Churchill and her young friends rode to Bald
Knob to have dinner with her friends’ relatives. They bought tickets at the
depot and boarded the train, two to a seat. The conductor came along later and
took their tickets. She enjoyed her wait for the return train in The Depot,
too, and she went along with her friends on a second trip just to ride the
train.
“I enjoyed it all. Everything was really interesting to me,” she said.
Everything still interests Churchill. She
loves plants and cares for the numerous potted flora that line her carport and
driveway, tends her aquarium, cares for her cat, reads, does housework, and
cooks her own meals. She watches television, keeps up on world affairs, and
has definite opinions on several current political issues. She has household
help four hours a week, a nearby granddaughter and numerous neighbors she can
call on if she needs anything, and she feels blessed.
She was born on the property that is part of the original 1860 Morris
Farmstead near Denmark, as was her father. The property is listed on the
National Register of Historical Places and Churchill said she visited her
cousin in the home numerous times. She grew up between Pleasant Plains and
Denmark, next to Ten-Mile Mountain, and attended a one-room school in the
Eighty-Eight community. Her family was relatively prosperous, and her father
bought “a big, old touring car, a two-seater,” about 1911.
“We were always considered to have money. That doesn’t mean we had a lot.

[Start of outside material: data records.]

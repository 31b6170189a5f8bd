//! Synchronized four-channel reading and per-sample writing.
//!
//! The four input FASTQs (I1, I2, R1, R2) are read in lockstep, one record per
//! channel per step.  Each step's index pair is quality-gated, then looked up in
//! the [`SearchIndex`]; the template pair is written to the matched sample's
//! output pair, or to the Undetermined pair with the observed index sequences
//! appended to the read names.  The first exhausted channel ends the run.

use std::{
    fs::File,
    io::{BufReader, BufWriter, Read, Write},
    path::{Path, PathBuf},
};

use anyhow::{anyhow, bail, Context, Result};
use gzp::{BgzfSyncReader, BgzfSyncWriter, Compression, MgzipSyncWriter, BUFSIZE};
use log::{debug, info};
use seq_io::fastq::{self, Reader, Record, RefRecord};
use seq_io::BaseRecord;

use crate::{
    matcher::{SearchIndex, UNDETERMINED_NAME},
    metrics::RunStatus,
    opts::CompressionMode,
    quality::{self, QualityThresholds},
    sample_metadata::SampleMetadata,
    utils::output_suffixes,
};

/// Log progress after this many read pairs.
const LOG_EVERY: u64 = 1_000_000;

/// The compression level used for gzip and bgzf output.
const OUTPUT_COMPRESSION_LEVEL: u32 = 3;

/// The four input channels, identified by file name markers.
#[derive(Debug, Clone)]
pub struct InputQuad {
    pub index1: PathBuf,
    pub index2: PathBuf,
    pub read1: PathBuf,
    pub read2: PathBuf,
}

impl InputQuad {
    /// Assign the four given paths to channels by the `_I1_`, `_I2_`, `_R1_`, and
    /// `_R2_` markers in their file names.  Each marker must appear in exactly one
    /// file name.
    pub fn from_paths(paths: &[PathBuf]) -> Result<Self> {
        let mut index1 = None;
        let mut index2 = None;
        let mut read1 = None;
        let mut read2 = None;

        for path in paths {
            let name = path
                .file_name()
                .and_then(|n| n.to_str())
                .ok_or_else(|| anyhow!("Input path has no usable file name: {:?}", path))?;
            let slot = match (
                name.contains("_I1_"),
                name.contains("_I2_"),
                name.contains("_R1_"),
                name.contains("_R2_"),
            ) {
                (true, false, false, false) => &mut index1,
                (false, true, false, false) => &mut index2,
                (false, false, true, false) => &mut read1,
                (false, false, false, true) => &mut read2,
                _ => bail!(
                    "Could not determine the channel of `{}`: expected exactly one of the _I1_, _I2_, _R1_, _R2_ markers",
                    name
                ),
            };
            if let Some(previous) = slot.replace(path.clone()) {
                bail!("Inputs `{:?}` and `{:?}` map to the same channel", previous, path);
            }
        }

        match (index1, index2, read1, read2) {
            (Some(index1), Some(index2), Some(read1), Some(read2)) => {
                Ok(Self { index1, index2, read1, read2 })
            }
            _ => bail!("Expected one input FASTQ for each of the I1, I2, R1, and R2 channels"),
        }
    }
}

/// Open a FASTQ reader over a plain or bgzf-compressed file, chosen by extension.
fn open_fastq_reader(path: &Path) -> Result<Reader<Box<dyn Read>>> {
    let file =
        File::open(path).with_context(|| format!("Failed to open {}", path.to_string_lossy()))?;
    let buffered = BufReader::with_capacity(BUFSIZE, file);
    let inner: Box<dyn Read> = if path.extension().map_or(false, |ext| ext == "gz") {
        Box::new(BgzfSyncReader::new(buffered))
    } else {
        Box::new(buffered)
    };
    Ok(Reader::new(inner))
}

/// Create an output stream for the given path, wrapped per the compression mode.
fn create_writer(path: &Path, compression: CompressionMode) -> Result<Box<dyn Write>> {
    let file = BufWriter::with_capacity(
        BUFSIZE,
        File::create(path)
            .with_context(|| format!("Failed to create {}", path.to_string_lossy()))?,
    );
    let writer: Box<dyn Write> = match compression {
        CompressionMode::None => Box::new(file),
        CompressionMode::Gzip => {
            Box::new(MgzipSyncWriter::new(file, Compression::new(OUTPUT_COMPRESSION_LEVEL)))
        }
        CompressionMode::Bgzf => {
            Box::new(BgzfSyncWriter::new(file, Compression::new(OUTPUT_COMPRESSION_LEVEL)))
        }
    };
    Ok(writer)
}

/// The full set of output streams: one forward/reverse pair per sample, plus the
/// Undetermined pair at the end.
pub struct SampleOutputSet {
    writers: Vec<(Box<dyn Write>, Box<dyn Write>)>,
}

impl SampleOutputSet {
    /// Derive the output file name suffixes from the R1 input file name and create
    /// every output stream under `output_dir`.
    ///
    /// An R1 file name without the `_S#_L###_R1_###` pattern is an error, raised
    /// before any output file is created.
    pub fn create<P: AsRef<Path>>(
        samples: &[SampleMetadata],
        output_dir: P,
        inputs: &InputQuad,
        compression: CompressionMode,
    ) -> Result<Self> {
        let r1_name = inputs
            .read1
            .file_name()
            .and_then(|n| n.to_str())
            .ok_or_else(|| anyhow!("R1 input has no usable file name: {:?}", inputs.read1))?;
        let (forward_suffix, reverse_suffix) = output_suffixes(r1_name).ok_or_else(|| {
            anyhow!(
                "Could not derive output file names: `{}` does not contain the _S#_L###_R1_### pattern",
                r1_name
            )
        })?;

        let extension = compression.extension();
        let output_dir = output_dir.as_ref();
        let names = samples
            .iter()
            .map(|s| s.sample_id.as_str())
            .chain(std::iter::once(UNDETERMINED_NAME));

        let mut writers = Vec::with_capacity(samples.len() + 1);
        for name in names {
            let forward =
                create_writer(&output_dir.join(format!("{}{}{}", name, forward_suffix, extension)), compression)?;
            let reverse =
                create_writer(&output_dir.join(format!("{}{}{}", name, reverse_suffix, extension)), compression)?;
            writers.push((forward, reverse));
        }
        debug!("Created {} output file pairs", writers.len());

        Ok(Self { writers })
    }

    /// The forward/reverse pair for a matched sample ordinal.
    fn pair_mut(&mut self, ordinal: usize) -> &mut (Box<dyn Write>, Box<dyn Write>) {
        &mut self.writers[ordinal]
    }

    /// The Undetermined forward/reverse pair.
    fn undetermined_mut(&mut self) -> &mut (Box<dyn Write>, Box<dyn Write>) {
        let last = self.writers.len() - 1;
        &mut self.writers[last]
    }

    /// Flush and close every output stream.
    pub fn finish(self) -> Result<()> {
        for (mut forward, mut reverse) in self.writers {
            forward.flush().context("Failed to flush an output stream")?;
            reverse.flush().context("Failed to flush an output stream")?;
        }
        Ok(())
    }
}

/// Write a record with the observed index sequence appended to its name.
fn write_annotated<W: Write>(record: &RefRecord, index_seq: &[u8], writer: &mut W) -> Result<()> {
    let mut head = record.head().to_vec();
    head.push(b' ');
    head.extend_from_slice(index_seq);
    fastq::write(writer, &head, record.seq(), record.qual())?;
    Ok(())
}

/// Drives the lockstep read/gate/match/write loop.
pub struct StreamMultiplexer<'a> {
    index: &'a SearchIndex,
    thresholds: QualityThresholds,
}

impl<'a> StreamMultiplexer<'a> {
    pub fn new(index: &'a SearchIndex, thresholds: QualityThresholds) -> Self {
        Self { index, thresholds }
    }

    /// Demultiplex the four input channels into the output set.
    ///
    /// The outputs are flushed and closed on every exit path; when both the loop
    /// and the flush fail, the loop's error is surfaced.
    pub fn demultiplex(
        &self,
        inputs: &InputQuad,
        mut outputs: SampleOutputSet,
        status: &mut RunStatus,
    ) -> Result<()> {
        let mut index1_reader = open_fastq_reader(&inputs.index1)?;
        let mut index2_reader = open_fastq_reader(&inputs.index2)?;
        let mut read1_reader = open_fastq_reader(&inputs.read1)?;
        let mut read2_reader = open_fastq_reader(&inputs.read2)?;

        let result = self.process(
            &mut index1_reader,
            &mut index2_reader,
            &mut read1_reader,
            &mut read2_reader,
            &mut outputs,
            status,
        );
        let finish = outputs.finish();
        result.and(finish)
    }

    fn process(
        &self,
        index1_reader: &mut Reader<Box<dyn Read>>,
        index2_reader: &mut Reader<Box<dyn Read>>,
        read1_reader: &mut Reader<Box<dyn Read>>,
        read2_reader: &mut Reader<Box<dyn Read>>,
        outputs: &mut SampleOutputSet,
        status: &mut RunStatus,
    ) -> Result<()> {
        let mut num_pairs: u64 = 0;

        loop {
            // The first exhausted channel ends the run; remaining records on the
            // other channels are ignored.
            let index1 = match index1_reader.next() {
                Some(record) => record.context("Failed reading the I1 channel")?,
                None => break,
            };
            let index2 = match index2_reader.next() {
                Some(record) => record.context("Failed reading the I2 channel")?,
                None => break,
            };
            let read1 = match read1_reader.next() {
                Some(record) => record.context("Failed reading the R1 channel")?,
                None => break,
            };
            let read2 = match read2_reader.next() {
                Some(record) => record.context("Failed reading the R2 channel")?,
                None => break,
            };

            num_pairs += 1;
            if num_pairs % LOG_EVERY == 0 {
                info!("Processed {} read pairs", num_pairs);
            }

            if let Some(rejection) = quality::evaluate(index1.qual(), index2.qual(), &self.thresholds)
            {
                status.record_quality_rejection(rejection);
                continue;
            }

            match self.index.find(index1.seq(), index2.seq()) {
                Some(ordinal) => {
                    let (forward, reverse) = outputs.pair_mut(ordinal);
                    read1.write(forward).context("Failed writing a matched R1 record")?;
                    read2.write(reverse).context("Failed writing a matched R2 record")?;
                    status.record_matched();
                }
                None => {
                    let (forward, reverse) = outputs.undetermined_mut();
                    write_annotated(&read1, index1.seq(), forward)
                        .context("Failed writing an undetermined R1 record")?;
                    write_annotated(&read2, index2.seq(), reverse)
                        .context("Failed writing an undetermined R2 record")?;
                    status.record_undetermined();
                }
            }
        }

        Ok(())
    }
}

We were surrounded by really poor people. We grew our own food. My grandmother
had a loom, and she made everything: Sweaters, blankets, carpets. The women
were always working. They spent their spare time quilting, knitting,
crocheting or working on the loom,” she said. “I was the only child my
mother and father had, so I always had good clothes and plenty to eat.”
Churchill took special classes her last two years of school, took her test for
a teaching certificate and passed, but she never taught. She married at 17 and
moved to St. Louis, where her mother had moved after the death of
Churchill’s father when he was only 36. Churchill went to work in a factory
and retired after 33 years. During World War II, the factory made electric
motors for the war effort. Churchill recalled that her son was on a Navy
destroyer during WWII that had the same brand of motors, and he “got a kick
out of telling everyone that his mother made the motors for the destroyer.”
For a time during the Depression, she was a single mother with two young kids.
“Even in St. Louis, people starved to death during the Depression, so I
heard, but I never lost my job. I took on extra jobs, cleaning houses after
work…I had to keep my kids going and looking nice, and I wanted to look nice
when I wasn’t working,” she said.
She met Harry at the factory and they were married for about 68 years, until
his death in 1998.
She said once when she was quite ill, a doctor told her it was all up to God
and prayers.
“God is taking care of me and I’m doing the praying,” she said with a
smile. “I’ve felt like God was taking care of me since I was little.
I’ve been blessed in so many ways I can’t count the ways. To get as old as
I am…I have no idea.”
She has seen a lot of changes in her lifetime.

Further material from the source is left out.